Walking pneumonia earns its name because it’s mild enough that most people never take to bed. The hallmark symptom is a persistent dry cough that worsens at night and can feel relentless. Other typical symptoms include general fatigue, muscle aches, sore throat, and headache. Fever, if present, tends to be low-grade.

What distinguishes walking pneumonia from a regular cold or bronchitis is duration. The cough and malaise often drag on for two to four weeks, sometimes longer. Most cases resolve on their own without treatment, but the prolonged symptoms are what usually drive people to seek medical attention.

How It’s Diagnosed

Molecular tests that detect the bacterium’s genetic material are the preferred diagnostic method for Mycoplasma pneumoniae. These tests offer high sensitivity and specificity and return results quickly enough to guide treatment decisions. They’re typically run on a throat swab or nasal sample.

Blood tests that look for antibodies (serology) are still used in some labs but have significant drawbacks. They lack specificity and often require two separate blood draws, one during the illness and one weeks later during recovery, to confirm the diagnosis. Culturing Mycoplasma in a lab is technically possible but too slow to be practical for treatment decisions.

Treatment and Antibiotic Resistance

When walking pneumonia does require treatment, the first-line antibiotics belong to a class called macrolides. However, resistance to these drugs has become a growing global concern. In parts of Asia, macrolide resistance rates have climbed as high as 90%. In Europe and the United States, resistance remains below 10%, but it’s rising.

For resistant cases, alternative antibiotics like doxycycline are effective but come with age restrictions. Doxycycline is generally reserved for children over eight and adults. Fluoroquinolones work against resistant strains as well but carry their own side effect concerns, particularly in younger patients. For most people with walking pneumonia, though, the infection clears without any antibiotics at all.

Rare but Serious Complications

Most walking pneumonia cases are mild, but Mycoplasma pneumoniae can occasionally trigger problems outside the lungs. The bacterium is the most frequently identified infectious cause of Stevens-Johnson syndrome, a serious skin and mucous membrane reaction involving fever, eye inflammation, mouth sores, and blistering skin lesions. A related condition sometimes called Mycoplasma-induced rash and mucositis affects the mucous membranes without the typical skin blistering.

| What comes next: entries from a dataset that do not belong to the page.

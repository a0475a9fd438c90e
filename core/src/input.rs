use serde::{Deserialize, Serialize};

use crate::*;

/// Maps pointer positions to board positions.
///
/// Implemented by the presentation layer, which knows where the board is drawn.
pub trait ScreenMapper {
    /// Board `(col, row)` under the screen point, `None` when the point misses the board area.
    ///
    /// The result is not checked against the board dimensions, that is left to the caller.
    fn screen_to_board(&self, x: i32, y: i32) -> Option<(Coord, Coord)>;
}

/// Fixed pixel layout of a board drawn as a grid of square cells.
#[derive(Copy, Clone, Debug, PartialEq, Eq, Serialize, Deserialize)]
pub struct BoardGeometry {
    pub offset_x: i32,
    pub offset_y: i32,
    pub padding: i32,
    pub cell_size: i32,
    /// Space between adjacent cells.
    pub gap: i32,
}

impl Default for BoardGeometry {
    fn default() -> Self {
        Self {
            offset_x: 50,
            offset_y: 150,
            padding: 10,
            cell_size: 30,
            gap: 2,
        }
    }
}

impl BoardGeometry {
    const fn pitch(&self) -> i32 {
        self.cell_size + self.gap
    }

    /// Top-left pixel of the cell at `(row, col)`.
    pub const fn board_to_screen(&self, coords: Coord2) -> (i32, i32) {
        let (row, col) = (coords.0 as i32, coords.1 as i32);
        let x = self.offset_x + self.padding + col * self.pitch();
        let y = self.offset_y + self.padding + row * self.pitch();
        (x, y)
    }

    /// Pixel width and height of a board with `size` cells including padding.
    pub const fn board_extent(&self, size: Coord2) -> (i32, i32) {
        (
            self.pitch() * size.1 as i32 + self.padding * 2,
            self.pitch() * size.0 as i32 + self.padding * 2,
        )
    }
}

impl ScreenMapper for BoardGeometry {
    fn screen_to_board(&self, x: i32, y: i32) -> Option<(Coord, Coord)> {
        let board_x = x.saturating_sub(self.offset_x + self.padding);
        let board_y = y.saturating_sub(self.offset_y + self.padding);

        if board_x < 0 || board_y < 0 || self.pitch() <= 0 {
            return None;
        }

        let col = Coord::try_from(board_x / self.pitch()).ok()?;
        let row = Coord::try_from(board_y / self.pitch()).ok()?;
        Some((col, row))
    }
}
#![no_main]
use libfuzzer_sys::fuzz_target;

use quill_json::parse;

fuzz_target!(|data: &[u8]| {
    // The fuzzer gives us raw bytes; the parser takes UTF-8 text.
    if let Ok(s) = std::str::from_utf8(data) {
        // We are looking for panics, so the result itself is ignored.
        // Every input must either parse or return an error.
        let _ = parse(s);
    }
});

Neurological complications are rare but documented. These include inflammation of the cerebellum (causing coordination problems), acute cerebellar ataxia, opsoclonus-myoclonus syndrome (involuntary eye and muscle movements), and brain lesions affecting areas like the pons, thalamus, and basal ganglia. A handful of cases have even reported transient Parkinsonism. The prevailing theory is that these complications stem from an overactive immune response rather than the bacterium directly invading the brain.

Autoimmune hemolytic anemia, where the immune system begins attacking its own red blood cells, and kidney inflammation (glomerulonephritis) are additional rare complications linked to Mycoplasma infection.